Indiana’s economy isn’t the conservative success story Mike Pence is telling

Republican vice presidential nominee Mike Pence at Wednesday evening’s convention CREDIT: AP PHOTO/MARY ALTAFFER
Republican vice presidential nominee Mike Pence at Wednesday evening’s convention CREDIT: AP PHOTO/MARY ALTAFFER

As Republican vice presidential nominee Mike Pence took the stage on Wednesday night, he took some time to tout his economic record during his tenure as governor of Indiana.

“In my home state of Indiana, we prove every day that you can build a growing economy on balanced budgets, low taxes, even while making record investments in education and roads and health care,” he told the cheering audience. “Indiana is a state that works because conservative principles work every time you put them into practice.” He went on to list tax cuts, a growing state labor force, and the creation of “nearly 150,000 new jobs” as evidence of this claim. “That’s what you can do with common sense Republican leadership,” he said.

But he can’t take much credit for the health of his own state’s economy.

Share of Hoosiers working

Indiana’s labor force — those who are either working or actively looking for a job — has grown by 186,527 people during Pence’s time in office. But that may be a reflection of a growing population as much as growing employment opportunities. The state’s population has increased by nearly 9 percent between 2000 and 2015. With population taken into account, a bigger percentage of state residents were working in 2000 than in 2016. Meanwhile, 41 states and Washington, D.C. have also seen increased their labor forces since 2013, with six and Washington, D.C. outpacing Indiana.

Unemployment rate

A better measure of the health of the job market might be the unemployment rate. And the rate has dropped under Pence’s tenure. But it was already on a downward trajectory when he took office: It had fallen from a recession peak of 10.9 percent to 8.4 percent in January 2013. Meanwhile, the state’s rate has mostly just followed the national average without performing significantly better. The state’s unemployment rate fell 3.4 percentage points between January 2013 and May 2016, about the same as the 3.3 percentage point drop across the country.

Job growth

Indiana has added 147,800 jobs between when Pence took office in January 2013 until May 2016. But that performance isn’t particularly exceptional. According to FactCheck.org, 18 other states added more jobs than that during the same time. That includes many larger states, such as California, but also smaller ones like South Carolina.

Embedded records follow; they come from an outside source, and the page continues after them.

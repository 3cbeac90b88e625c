//! Departments Data

use crate::domain::{departments::records::DepartmentId, status::Status};

/// Department Setup Data
#[derive(Debug, Clone, PartialEq, Eq)]
pub struct DepartmentSetup {
    pub name: String,
    pub code: String,
    pub status: Status,
}

/// Department Update Data
///
/// Fields left as `None` keep the value currently stored.
#[derive(Debug, Clone, PartialEq, Eq)]
pub struct DepartmentUpdate {
    pub id: DepartmentId,
    pub name: Option<String>,
    pub code: Option<String>,
    pub status: Option<Status>,
}
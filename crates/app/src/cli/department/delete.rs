use clap::Args;
use orgsetup_app::domain::departments::{DepartmentsService, records::DepartmentId};

use super::describe;

#[derive(Debug, Args)]
pub(crate) struct DeleteDepartmentArgs {
    /// Department id
    #[arg(long)]
    id: DepartmentId,
}

pub(super) async fn execute(
    service: &dyn DepartmentsService,
    args: DeleteDepartmentArgs,
) -> Result<String, String> {
    let department = service
        .delete_department(args.id)
        .await
        .map_err(|error| format!("failed to delete department: {error}"))?;

    Ok(describe(&department))
}

#[cfg(test)]
mod tests {
    use orgsetup_app::domain::{
        departments::{MockDepartmentsService, records::DepartmentRecord},
        status::Status,
    };
    use testresult::TestResult;

    use super::*;

    #[tokio::test]
    async fn prints_inactive_department() -> TestResult {
        let mut service = MockDepartmentsService::new();

        service
            .expect_delete_department()
            .once()
            .withf(|id| *id == DepartmentId::from_i64(2))
            .return_once(|id| {
                Ok(DepartmentRecord {
                    id,
                    name: "Radiology".to_string(),
                    code: "RAD".to_string(),
                    status: Status::Inactive,
                })
            });

        let output = execute(
            &service,
            DeleteDepartmentArgs {
                id: DepartmentId::from_i64(2),
            },
        )
        .await?;

        assert_eq!(
            output,
            "department_id: 2\ndepartment_name: Radiology\ncode: RAD\nstatus: N"
        );

        Ok(())
    }
}
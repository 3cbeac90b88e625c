//! Record Status

use std::{
    fmt::{Display, Formatter, Result as FmtResult},
    str::FromStr,
};

use thiserror::Error;

/// Active/inactive flag stored as a single `Y`/`N` character.
#[derive(Debug, Clone, Copy, PartialEq, Eq, Hash, Default)]
pub enum Status {
    #[default]
    Active,
    Inactive,
}

/// Raised when a status flag is anything other than `Y` or `N`.
#[derive(Debug, Clone, PartialEq, Eq, Error)]
#[error("invalid status flag `{0}`, expected `Y` or `N`")]
pub struct InvalidStatus(pub String);

impl Status {
    #[must_use]
    pub const fn as_char(self) -> char {
        match self {
            Self::Active => 'Y',
            Self::Inactive => 'N',
        }
    }

    #[must_use]
    pub const fn as_str(self) -> &'static str {
        match self {
            Self::Active => "Y",
            Self::Inactive => "N",
        }
    }
}

impl TryFrom<char> for Status {
    type Error = InvalidStatus;

    fn try_from(value: char) -> Result<Self, Self::Error> {
        match value.to_ascii_uppercase() {
            'Y' => Ok(Self::Active),
            'N' => Ok(Self::Inactive),
            _ => Err(InvalidStatus(value.to_string())),
        }
    }
}

impl FromStr for Status {
    type Err = InvalidStatus;

    fn from_str(s: &str) -> Result<Self, Self::Err> {
        let mut chars = s.trim().chars();

        match (chars.next(), chars.next()) {
            (Some(flag), None) => Self::try_from(flag),
            _ => Err(InvalidStatus(s.to_string())),
        }
    }
}

impl Display for Status {
    fn fmt(&self, f: &mut Formatter<'_>) -> FmtResult {
        f.write_str(self.as_str())
    }
}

Pence particularly touted a supposed drop in his state’s government employees, but that doesn’t seem to match the data, which shows the number of state employees has increased since 2013. Meanwhile, the job gains look less impressive without public sector jobs. When looking at just the private sector, Indiana’s job growth rate lagged behind 20 states and Washington, D.C., according to FactCheck.

Hunger

An economy’s health is about more than just who has a job and who doesn’t, however. It’s also about whether people are able to make ends meet and afford the basic necessities. The Department of Agriculture found that between 2012 and 2014, nearly 15 percent of Hoosiers experienced food insecurity at some point in a given year, meaning they can’t get adequate food due to lack of money. That represented a 1.4 percentage point increase over the previous three-year period at a time when the country on average was seeing a decline, as well as a 4.5 percentage point increase from a decade ago. Yet Pence decided to reinstate a work requirement for food stamps that kicked tens of thousands of people off the rolls in 2015.

Tax cuts

Pence has boasted about the tax cuts he oversaw, and Trump himself bragged that Pence had “enacted the largest income tax cut in the state’s history” when he introduced him as his running mate. But that is not actually saying much. During Pence’s tenure, Indiana’s income tax rate was reduced from 3.4 percent to 3.3 percent beginning in 2015, and it will drop again to 3.23 percent at the beginning of 2017. That’s the largest cut because it is one of just two income tax cuts in the state’s history, according to an economist who has studied the state’s tax policy for 30 years. The other cut was a 0.1 percentage point reduction in the 1970s.

Conservative miracles?

By all of these measures, Indiana’s economy has not sunk under Pence, even if it hasn’t significantly outpaced the national trends. But Pence also claimed that “conservative principles work every time you put them into practice.” And while his record-setting income tax break may not have been terribly big, other Republican governors have put conservative principles to work with huge tax cuts and reaped the rewards of budget crises and economic shocks.

After Kansas Gov. Sam Brownback (R) passed a package of tax cuts in 2012 and 2013, the budget has stayed on the verge of deficit, lawmakers have had to slash spending on education and anti-poverty programs, its credit rating has been downgraded, and job growth has been slow. Former Louisiana Gov. Bobby Jindal (R) instituted tax cuts that have thrown his state into a budget crisis that is endangering basic services like hospitals and child protection agencies. Wisconsin Gov. Scott Walker (R) cut taxes by more than $4.7 billion, yet the state’s job growth has lagged behind the neighboring state of Minnesota and poverty has risen. Meanwhile, the tax cuts have been far more costly than originally thought and led to a huge budget deficit.